Helen Nelson
- Born: 24 May 1994 (age 32)
- Height: 1.74 m (5 ft 9 in)
- Weight: 77 kg (170 lb)

Rugby union career
- Position: Fly-half / Centre
- Current team: Loughborough Lightning

Senior career
- Years: Team / Apps / (Points)
- 2012–2019: Murrayfield Wanderers
- 2019–2020: Montpellier
- 2020–2026: Loughborough Lightning
- 2026–: Trailfinders Women

International career
- Years: Team / Apps / (Points)
- 2016–: Scotland / 75 / (236)

National sevens team
- Years: Team /  / Comps
- 2019–: Scotland 7s

= Helen Nelson (rugby union) =

Scottish rugby union player (born 1994)

Helen Nelson (born 24 May 1994) is a Scottish rugby union player who plays for Trailfinders Women and the Scotland. She played for Scotland and was captain for the team at the 2021 Women's Six Nations Championship in their winning match against Wales.
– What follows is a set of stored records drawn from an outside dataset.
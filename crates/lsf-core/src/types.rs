//! Domain types for function apps, compositions and layouts.
//!
//! `Component`/`ComponentLink` describe an application's call graph as the
//! user declared it. `LayoutScenario`, `ComponentProfile` and `Layout` are
//! the transient planning state recomputed on every planning cycle, and
//! `FunctionApp` → `FunctionComposition` → `Deployment` is the owned tree
//! that gets persisted.

use std::collections::{BTreeMap, HashMap};
use std::fmt;

use serde::{Deserialize, Serialize};

/// Unique identifier for a function app.
pub type AppId = String;

/// Content-derived identifier for a function composition.
pub type CompositionId = String;

/// Identifier of a platform node that hosts one composition group.
pub type NodeId = String;

// ── Call graph ─────────────────────────────────────────────────────

/// A unit of application logic.
#[derive(Debug, Clone, Serialize, Deserialize, PartialEq)]
pub struct Component {
    pub name: String,
    /// Memory requirement in MB.
    pub memory_mb: u32,
    /// Execution time of one invocation in milliseconds.
    pub runtime_ms: u32,
    /// Source files the component needs at build time.
    #[serde(default)]
    pub files: Vec<String>,
}

/// Invocation rate range in requests per second.
#[derive(Debug, Clone, Copy, Serialize, Deserialize, PartialEq)]
pub struct InvocationRate {
    pub min: f64,
    pub max: f64,
}

/// Directed edge of the application call graph.
#[derive(Debug, Clone, Serialize, Deserialize, PartialEq)]
pub struct ComponentLink {
    pub from: String,
    pub to: String,
    pub invocation_rate: InvocationRate,
    /// Delay caused by data transfer in milliseconds.
    #[serde(default)]
    pub data_delay_ms: u32,
}

/// A link resolved to a single invocation rate for one scenario.
#[derive(Debug, Clone, Serialize, Deserialize, PartialEq)]
pub struct ScenarioLink {
    pub from: String,
    pub to: String,
    pub invocation_rate: f64,
    pub data_delay_ms: u32,
}

/// Which reading of a link's rate range a scenario uses.
#[derive(Debug, Clone, Copy, PartialEq, Eq, Hash, Serialize, Deserialize)]
pub enum RateStrategy {
    #[serde(rename = "min_rate")]
    Min,
    #[serde(rename = "avg_rate")]
    Avg,
    #[serde(rename = "max_rate")]
    Max,
}

impl RateStrategy {
    /// Layout candidate key for this strategy.
    pub fn key(&self) -> &'static str {
        match self {
            RateStrategy::Min => "min_rate",
            RateStrategy::Avg => "avg_rate",
            RateStrategy::Max => "max_rate",
        }
    }

    /// Resolve a rate range to the scalar this strategy assumes.
    pub fn select(&self, rate: &InvocationRate) -> f64 {
        match self {
            RateStrategy::Min => rate.min,
            RateStrategy::Avg => (rate.min + rate.max) * 0.5,
            RateStrategy::Max => rate.max,
        }
    }

    /// Look up a strategy by its candidate key.
    pub fn from_key(key: &str) -> Option<Self> {
        match key {
            "min_rate" => Some(RateStrategy::Min),
            "avg_rate" => Some(RateStrategy::Avg),
            "max_rate" => Some(RateStrategy::Max),
            _ => None,
        }
    }
}

impl fmt::Display for RateStrategy {
    fn fmt(&self, f: &mut fmt::Formatter<'_>) -> fmt::Result {
        f.write_str(self.key())
    }
}

// ── Planning state ─────────────────────────────────────────────────

/// Per-scenario working state of a component.
#[derive(Debug, Clone, Serialize, Deserialize, PartialEq, Eq)]
pub struct ComponentProfile {
    pub name: String,
    pub runtime_ms: u32,
    pub memory_mb: u32,
    /// Always at least 1.
    pub required_replicas: u32,
}

impl ComponentProfile {
    /// Starting profile for a declared component (one replica).
    pub fn from_component(component: &Component) -> Self {
        Self {
            name: component.name.clone(),
            runtime_ms: component.runtime_ms,
            memory_mb: component.memory_mb,
            required_replicas: 1,
        }
    }

    /// Memory needed by one replica serving `target_concurrency` requests.
    ///
    /// `shared_ratio` of the raw memory is shared between concurrent
    /// invocations; the rest scales with concurrency.
    pub fn effective_memory(&self, shared_ratio: f64, target_concurrency: u32) -> u64 {
        let per_request = 1.0 - shared_ratio;
        let effective =
            f64::from(self.memory_mb) * (shared_ratio + per_request * f64::from(target_concurrency));
        effective.max(0.0) as u64
    }
}

/// One fully parameterized planning input.
#[derive(Debug, Clone, Serialize, Deserialize, PartialEq)]
pub struct LayoutScenario {
    /// Name of the strategy this scenario was built with.
    pub key: String,
    pub profiles: Vec<ComponentProfile>,
    pub links: Vec<ScenarioLink>,
    pub latency_requirement_ms: u32,
    pub available_node_memory_mb: u64,
    pub target_concurrency: u32,
    pub invocation_shared_memory_ratio: f64,
    /// Millicores reserved per concurrent request.
    pub component_mcpu_allocation: u32,
}

impl LayoutScenario {
    /// Sum of the effective memory of every profile.
    pub fn memory_signature(&self) -> u64 {
        self.profiles
            .iter()
            .map(|p| p.effective_memory(self.invocation_shared_memory_ratio, self.target_concurrency))
            .sum()
    }
}

/// The components a single platform node hosts, with sizing.
#[derive(Debug, Clone, Serialize, Deserialize, PartialEq)]
pub struct CompositionInfo {
    pub component_profiles: Vec<ComponentProfile>,
    pub required_replicas: u32,
    /// Effective memory of one replica of the group in MB.
    pub total_effective_memory: u64,
    pub total_mcpu: u32,
    pub target_concurrency: u32,
}

impl CompositionInfo {
    pub fn component_names(&self) -> Vec<String> {
        self.component_profiles.iter().map(|p| p.name.clone()).collect()
    }

    /// Memory for all replicas of the group.
    pub fn total_memory(&self) -> u64 {
        self.total_effective_memory * u64::from(self.required_replicas)
    }
}

/// Platform node → the composition it hosts.
pub type Layout = BTreeMap<NodeId, CompositionInfo>;

// ── Apps, compositions, deployments ────────────────────────────────

/// Registration input for a function app.
#[derive(Debug, Clone, Serialize, Deserialize, PartialEq)]
pub struct FunctionAppSpec {
    pub name: String,
    pub components: Vec<Component>,
    #[serde(default)]
    pub links: Vec<ComponentLink>,
    /// End-to-end latency budget in milliseconds; 0 disables latency control.
    #[serde(default)]
    pub latency_limit_ms: u32,
}

/// A registered application.
#[derive(Debug, Clone, Serialize, Deserialize, PartialEq)]
pub struct FunctionApp {
    pub id: AppId,
    pub name: String,
    pub components: Vec<Component>,
    pub links: Vec<ComponentLink>,
    pub latency_limit_ms: u32,
    pub compositions: Vec<FunctionComposition>,
    /// Strategy key → layout computed for it.
    #[serde(default)]
    pub layout_candidates: BTreeMap<String, Layout>,
    #[serde(default)]
    pub active_layout_key: Option<String>,
    pub created_at: u64,
    pub updated_at: u64,
}

impl FunctionApp {
    pub fn composition(&self, id: &str) -> Option<&FunctionComposition> {
        self.compositions.iter().find(|c| c.id == id)
    }

    pub fn composition_mut(&mut self, id: &str) -> Option<&mut FunctionComposition> {
        self.compositions.iter_mut().find(|c| c.id == id)
    }

    pub fn has_component(&self, name: &str) -> bool {
        self.components.iter().any(|c| c.name == name)
    }

    /// The layout currently selected for deployment, if any.
    pub fn active_layout(&self) -> Option<&Layout> {
        self.active_layout_key
            .as_ref()
            .and_then(|k| self.layout_candidates.get(k))
    }
}

/// Build status of a function composition.
#[derive(Debug, Clone, Copy, PartialEq, Eq, Serialize, Deserialize)]
#[serde(rename_all = "snake_case")]
pub enum BuildStatus {
    Pending,
    Built,
    Error,
}

/// Artifact produced by a successful build.
#[derive(Debug, Clone, Serialize, Deserialize, PartialEq)]
pub struct Build {
    pub image: String,
    /// Unix timestamp (seconds) of the build.
    pub timestamp: u64,
}

/// Request to add a composition to an app.
#[derive(Debug, Clone, Serialize, Deserialize, PartialEq)]
pub struct CompositionSpec {
    pub components: Vec<String>,
    /// Platform node to deploy onto, if already known.
    #[serde(default)]
    pub node: Option<NodeId>,
}

/// A deployable group of components built as a single artifact.
#[derive(Debug, Clone, Serialize, Deserialize, PartialEq)]
pub struct FunctionComposition {
    pub id: CompositionId,
    pub function_app_id: AppId,
    pub components: Vec<String>,
    pub status: BuildStatus,
    pub build: Option<Build>,
    pub deployments: Vec<Deployment>,
}

impl FunctionComposition {
    /// Content-derived id: sorted component names joined with `-`, then the app id.
    pub fn content_id(app_id: &str, components: &[String]) -> CompositionId {
        let mut names = components.to_vec();
        names.sort();
        format!("{}-{}", names.join("-"), app_id)
    }
}

/// Lifecycle status of a deployment.
#[derive(Debug, Clone, Copy, PartialEq, Eq, Serialize, Deserialize)]
#[serde(rename_all = "snake_case")]
pub enum DeploymentStatus {
    WaitingForBuild,
    Pending,
    Deployed,
    Error,
}

/// Where a component forwards its calls.
#[derive(Debug, Clone, Serialize, Deserialize, PartialEq, Eq)]
pub struct Route {
    /// Target component name.
    pub to: String,
    /// Deployment id serving the target, or `local`.
    pub function: String,
}

/// Component name → outgoing routes.
pub type RoutingTable = HashMap<String, Vec<Route>>;

/// A composition running on one platform node.
#[derive(Debug, Clone, Serialize, Deserialize, PartialEq)]
pub struct Deployment {
    pub id: String,
    pub function_composition_id: CompositionId,
    pub node: NodeId,
    pub namespace: String,
    #[serde(default)]
    pub routing_table: RoutingTable,
    pub status: DeploymentStatus,
}

#[cfg(test)]
mod tests {
    use super::*;

    fn profile(name: &str, memory_mb: u32) -> ComponentProfile {
        ComponentProfile {
            name: name.to_string(),
            runtime_ms: 100,
            memory_mb,
            required_replicas: 1,
        }
    }

    #[test]
    fn effective_memory_splits_shared_and_per_request() {
        // 128 * (0.5 + 0.5 * 2) = 192
        assert_eq!(profile("a", 128).effective_memory(0.5, 2), 192);
        // Fully shared memory does not scale with concurrency.
        assert_eq!(profile("a", 128).effective_memory(1.0, 8), 128);
        // Nothing shared: linear in concurrency.
        assert_eq!(profile("a", 100).effective_memory(0.0, 3), 300);
    }

    #[test]
    fn memory_signature_sums_profiles() {
        let scenario = LayoutScenario {
            key: "min_rate".to_string(),
            profiles: vec![profile("a", 128), profile("b", 64)],
            links: Vec::new(),
            latency_requirement_ms: 200,
            available_node_memory_mb: 1024,
            target_concurrency: 1,
            invocation_shared_memory_ratio: 0.5,
            component_mcpu_allocation: 500,
        };
        assert_eq!(scenario.memory_signature(), 192);
    }

    #[test]
    fn rate_strategy_selects_bound() {
        let rate = InvocationRate { min: 5.0, max: 20.0 };
        assert_eq!(RateStrategy::Min.select(&rate), 5.0);
        assert_eq!(RateStrategy::Avg.select(&rate), 12.5);
        assert_eq!(RateStrategy::Max.select(&rate), 20.0);
        assert_eq!(RateStrategy::from_key("avg_rate"), Some(RateStrategy::Avg));
        assert_eq!(RateStrategy::from_key("p50"), None);
    }

    #[test]
    fn content_id_ignores_component_order() {
        let a = FunctionComposition::content_id("app-1", &["b".to_string(), "a".to_string()]);
        let b = FunctionComposition::content_id("app-1", &["a".to_string(), "b".to_string()]);
        assert_eq!(a, "a-b-app-1");
        assert_eq!(a, b);
    }

    #[test]
    fn rate_strategy_serializes_as_key() {
        let json = serde_json::to_string(&RateStrategy::Max).unwrap();
        assert_eq!(json, "\"max_rate\"");
    }

    #[test]
    fn deployment_status_uses_snake_case() {
        let json = serde_json::to_string(&DeploymentStatus::WaitingForBuild).unwrap();
        assert_eq!(json, "\"waiting_for_build\"");
    }
}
She was the captain of the Scotland Rugby Union Sevens team from 2018 to 2019 and has also been a member of the Scottish Alpine Ski Team (2009–2012).

== Club career ==
Nelson is a Scottish Rugby contracted player, who is part of the Loughborough Lightning team. Before joining the club, she played for Montpellier Hérault Rugby for the 2018 season. She has also played for Barbarians FC and for the University of Edinburgh. She played for the Murrayfield Wanderers from 2012 to 2017 and was part of the Murrayfield Wanderers team that won the 2016/17 league and cup double.

She was vice captain for the Barbarians FC's first International against USA Eagles in April 2019.

Throughout her career, she has played in both fly-half and midfield positions.

== International career ==
Nelson debuted for the Scottish national team in the 2016 Women's Six Nations Championship match between Scotland and France at Broadwood Stadium. She has been a contracted player with Scottish Rugby since 2018.

She was awarded player of the match in the first Women's Rugby World Cup Qualifier against Spain at Scotstoun Stadium in November 2016. The Scottish team, which she was a part of, beat Wales in the 2017 Six Nations Championship, bringing them their first win in seven years.

In 2018, she was among the players for a match against Canada. The score was 23–26 to Canada, with Nelson kicking for a penalty.

Nelson scored eight points, one try and a penalty, in Scotland's first away Six Nations victory in the 2018 championship against Ireland. She returned to the field for the 2019 Women's Six Nations Championship, in which Scotland were defeated in all their matches.

She was named as one of eight contracted players by Scottish Rugby ahead of the 2018/19 season, joined by fellow caps Sarah Bonar, Megan Kennedy, Lisa Martin, and Lana Skeldon. The new contract saw her move from Murrayfield Wanderers to French Top 8 club, Montpellier Hérault Rugby.

Nelson was one of three Edinburgh University alumni called to play in the Scotland Women Tour of South Africa - a tour which she captained in 2019. Three teammates from Loughborough Lightning were also selected alongside Nelson.

In the 2021 Women's Six Nations Championship match against England, Nelson kicked a penalty and converted a try but the team lost 52–10 to the championship winners. She captained the 2021 Six Nations Scottish team for their match against Wales in the absence of teammate Rachel Malcolm. They went on to win the match 27–20. Nelson revealed that the Scottish team had struggled to arrange regular practices during the COVID-19 pandemic, making it a challenging year for their competitive games.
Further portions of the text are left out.